#### [Task]
Among the lines below, keep only those from the one containing "async fn test_guide_download()" through the one containing "pub trait TextGenerator: Send", and reproduce them exactly.

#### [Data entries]
#[tokio::test]
async fn test_operator_profiles() {
    let generator = Arc::new(FakeGenerator::default());
    let app = spawn_app_with(
        FakeTransit {
            locations: vec![],
            departures: upcoming_departures(),
            available: true,
        },
        generator.clone(),
    )
    .await;
    seed(&app.pool, &[100]).await;

    let (status, body) = send(&app.router, request("GET", "/operator-profiles/100")).await;

    assert_eq!(status, StatusCode::OK);
    assert_eq!(body["stop_id"], 100);
    let profiles = body["profiles"].as_array().unwrap();
    assert_eq!(profiles.len(), 2);
    assert_eq!(profiles[0]["operator_name"], "DB Fernverkehr AG");
    assert_eq!(profiles[1]["operator_name"], "S-Bahn Berlin");
    assert!(!profiles[0]["information"].as_str().unwrap().contains('\n'));
    assert_eq!(generator.calls.load(Ordering::SeqCst), 2);

    let (status, _) = send(&app.router, request("GET", "/operator-profiles/999")).await;
    assert_eq!(status, StatusCode::NOT_FOUND);
}

#[tokio::test]
async fn test_operator_profiles_errors() {
    let quiet = spawn_app_with(
        FakeTransit {
            locations: vec![],
            departures: vec![departure_in(100, "1", "Later", "DB Regio AG")],
            available: true,
        },
        Arc::new(FakeGenerator::default()),
    )
    .await;
    seed(&quiet.pool, &[100]).await;
    let (status, _) = send(&quiet.router, request("GET", "/operator-profiles/100")).await;
    assert_eq!(status, StatusCode::NOT_FOUND);

    let failing = spawn_app_with(
        FakeTransit {
            locations: vec![],
            departures: upcoming_departures(),
            available: true,
        },
        Arc::new(FailingGenerator),
    )
    .await;
    seed(&failing.pool, &[100]).await;
    let (status, _) = send(&failing.router, request("GET", "/operator-profiles/100")).await;
    assert_eq!(status, StatusCode::SERVICE_UNAVAILABLE);
}

#[tokio::test]
async fn test_guide_needs_two_stops() {
    let app = spawn_app().await;

    let (status, _) = send(&app.router, request("GET", "/guide")).await;
    assert_eq!(status, StatusCode::BAD_REQUEST);

    seed(&app.pool, &[100]).await;
    let (status, _) = send(&app.router, request("GET", "/guide")).await;
    assert_eq!(status, StatusCode::BAD_REQUEST);
}

#[tokio::test]
async fn test_guide_download() {
    let app = spawn_app().await;
    seed(&app.pool, &[100, 200]).await;

    let response = app.router.clone().oneshot(request("GET", "/guide")).await.unwrap();

    assert_eq!(response.status(), StatusCode::OK);
    let disposition = response
        .headers()
        .get(header::CONTENT_DISPOSITION)
        .unwrap()
        .to_str()
        .unwrap()
        .to_string();
    assert_eq!(disposition, "attachment; filename=\"guide.txt\"");

    let body = response.into_body().collect().await.unwrap().to_bytes();
    let text = String::from_utf8(body.to_vec()).unwrap();
    assert!(text.starts_with("Generatedfor: "));

    let on_disk = std::fs::read_to_string(app.guide_dir.path().join("guide.txt")).unwrap();
    assert_eq!(on_disk, text);
}
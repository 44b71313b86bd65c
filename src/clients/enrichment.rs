//! Generative text used to enrich stops (Gemini `generateContent`)
use std::sync::Arc;
use std::time::Duration;

use async_trait::async_trait;
use itertools::Itertools;
use reqwest::Client;
use reqwest::header::CONTENT_TYPE;
use serde::{Deserialize, Serialize};
use thiserror::Error;
use tracing::{Instrument, debug, info_span};

use crate::utils::strip_newlines;

#[derive(Debug, Error)]
pub enum EnrichmentError {
    #[error("text generation request failed: {0}")]
    Request(String),

    #[error("text generation returned HTTP {0}")]
    Status(u16),

    #[error("unexpected text generation response: {0}")]
    Parse(String),

    #[error("text generation returned no text")]
    Empty,
}

impl From<reqwest::Error> for EnrichmentError {
    fn from(err: reqwest::Error) -> Self {
        EnrichmentError::Request(err.to_string())
    }
}

#[async_trait]
pub trait TextGenerator: Send + Sync {
    async fn generate(&self, prompt: &str) -> Result<String, EnrichmentError>;
}

/// Normalizes whatever the generator returns into single-line prose
#[derive(Clone)]
pub struct Enrichment {
    generator: Arc<dyn TextGenerator>,
}

impl Enrichment {
    pub fn new(generator: Arc<dyn TextGenerator>) -> Self {
        Self { generator }
    }

    pub async fn complete(&self, prompt: &str) -> Result<String, EnrichmentError> {
        let text = self.generator.generate(prompt).await?;

        Ok(strip_newlines(&text))
    }
}

#[derive(Debug, Clone)]
pub struct GeminiClient {
    client: Client,
    base_url: String,
    model: String,
    api_key: String,
}

impl GeminiClient {
    pub fn new(
        base_url: &str,
        model: &str,
        api_key: &str,
        timeout: Duration,
    ) -> Result<Self, EnrichmentError> {
        let client = Client::builder()
            .timeout(timeout)
            .build()
            .map_err(|e| EnrichmentError::Request(e.to_string()))?;

        Ok(Self {
            client,
            base_url: base_url.trim_end_matches('/').to_string(),
            model: model.to_string(),
            api_key: api_key.to_string(),
        })
    }
}

#[async_trait]
impl TextGenerator for GeminiClient {
    #[tracing::instrument(err, skip(self, prompt), fields(model = %self.model, prompt_len = prompt.len()))]
    async fn generate(&self, prompt: &str) -> Result<String, EnrichmentError> {
        let url = format!(
            "{}/v1beta/models/{}:generateContent",
            self.base_url, self.model
        );

        let request = GenerateContentRequest {
            contents: vec![Content {
                parts: vec![Part {
                    text: Some(prompt.to_string()),
                }],
            }],
        };
        let body =
            serde_json::to_string(&request).map_err(|e| EnrichmentError::Parse(e.to_string()))?;

        let response = self
            .client
            .post(&url)
            .header("x-goog-api-key", &self.api_key)
            .header(CONTENT_TYPE, "application/json")
            .body(body)
            .send()
            .instrument(info_span!("Generating text"))
            .await?;

        let status = response.status();
        if !status.is_success() {
            return Err(EnrichmentError::Status(status.as_u16()));
        }

        let body = response.text().await?;
        let response: GenerateContentResponse =
            serde_json::from_str(&body).map_err(|e| EnrichmentError::Parse(e.to_string()))?;

        let text = response
            .candidates
            .into_iter()
            .next()
            .and_then(|c| c.content)
            .map(|c| c.parts.into_iter().filter_map(|p| p.text).join(""))
            .filter(|t| !t.trim().is_empty())
            .ok_or(EnrichmentError::Empty)?;

        debug!(text_len = text.len(), "Generated text");

        Ok(text)
    }
}

#[derive(Debug, Serialize)]
struct GenerateContentRequest {
    contents: Vec<Content>,
}

#[derive(Debug, Serialize, Deserialize)]
struct Content {
    #[serde(default)]
    parts: Vec<Part>,
}

#[derive(Debug, Serialize, Deserialize)]
struct Part {
    #[serde(skip_serializing_if = "Option::is_none")]
    text: Option<String>,
}

#[derive(Debug, Deserialize)]
struct GenerateContentResponse {
    #[serde(default)]
    candidates: Vec<Candidate>,
}

#[derive(Debug, Deserialize)]
struct Candidate {
    content: Option<Content>,
}
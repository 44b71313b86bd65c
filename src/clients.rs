pub mod enrichment;
pub mod transit;

pub use enrichment::*;
pub use transit::*;
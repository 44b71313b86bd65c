use std::sync::Arc;

use anyhow::{Context, Result};
use clap::Parser;
use dotenvy::dotenv;
use tokio::net::TcpListener;
use tokio::signal;
use tracing::{error, info};

use transit_stops::api::{self, AppState, GuideArtifact};
use transit_stops::clients::{Enrichment, GeminiClient, HafasTransitClient};
use transit_stops::config::Config;
use transit_stops::{dal, telemetry};

#[tokio::main(flavor = "multi_thread")]
async fn main() -> Result<()> {
    _ = dotenv();
    let config = Config::parse();

    let telemetry = telemetry::init(&config.log_dir, config.otlp_endpoint.as_deref())?;

    let pool = dal::connect(&config.database_url).await?;

    let transit = HafasTransitClient::new(&config.transit_api_url, config.request_timeout())
        .context("Error building transit client")?;
    let gemini = GeminiClient::new(
        &config.gemini_api_url,
        &config.gemini_model,
        &config.google_api_key,
        config.request_timeout(),
    )
    .context("Error building text generation client")?;

    let state = AppState {
        pool: pool.clone(),
        transit: Arc::new(transit),
        enrichment: Enrichment::new(Arc::new(gemini)),
        guide: Arc::new(GuideArtifact::new(config.guide_path.clone())),
        timezone: config.tz()?,
        public_host: config.public_host.clone(),
    };

    let listener = TcpListener::bind(config.bind)
        .await
        .with_context(|| format!("Error binding {}", config.bind))?;
    info!("listening on {}", config.bind);

    if let Err(e) = axum::serve(listener, api::router(state))
        .with_graceful_shutdown(shutdown_signal())
        .await
    {
        error!("server error: {e}");
    }

    info!("shutting down");
    pool.close().await;
    telemetry.shutdown();

    Ok(())
}

async fn shutdown_signal() {
    if let Err(e) = signal::ctrl_c().await {
        error!("failed to listen for ctrl-c: {e}");
    }
}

#### [Task response]
async fn test_guide_download() {
    let app = spawn_app().await;
    seed(&app.pool, &[100, 200]).await;

    let response = app.router.clone().oneshot(request("GET", "/guide")).await.unwrap();

    assert_eq!(response.status(), StatusCode::OK);
    let disposition = response
        .headers()
        .get(header::CONTENT_DISPOSITION)
        .unwrap()
        .to_str()
        .unwrap()
        .to_string();
    assert_eq!(disposition, "attachment; filename=\"guide.txt\"");

    let body = response.into_body().collect().await.unwrap().to_bytes();
    let text = String::from_utf8(body.to_vec()).unwrap();
    assert!(text.starts_with("Generatedfor: "));

    let on_disk = std::fs::read_to_string(app.guide_dir.path().join("guide.txt")).unwrap();
    assert_eq!(on_disk, text);
}
repository 44b71313b86bd65c
filename src/clients/enrichment.rs
//! Generative text used to enrich stops (Gemini `generateContent`)
use std::sync::Arc;
use std::time::Duration;

use async_trait::async_trait;
use itertools::Itertools;
use reqwest::Client;
use reqwest::header::CONTENT_TYPE;
use serde::{Deserialize, Serialize};
use thiserror::Error;
use tracing::{Instrument, debug, info_span};

use crate::utils::strip_newlines;

#[derive(Debug, Error)]
pub enum EnrichmentError {
    #[error("text generation request failed: {0}")]
    Request(String),

    #[error("text generation returned HTTP {0}")]
    Status(u16),

    #[error("unexpected text generation response: {0}")]
    Parse(String),

    #[error("text generation returned no text")]
    Empty,
}

impl From<reqwest::Error> for EnrichmentError {
    fn from(err: reqwest::Error) -> Self {
        EnrichmentError::Request(err.to_string())
    }
}

#[async_trait]
pub trait TextGenerator: Send + Sync {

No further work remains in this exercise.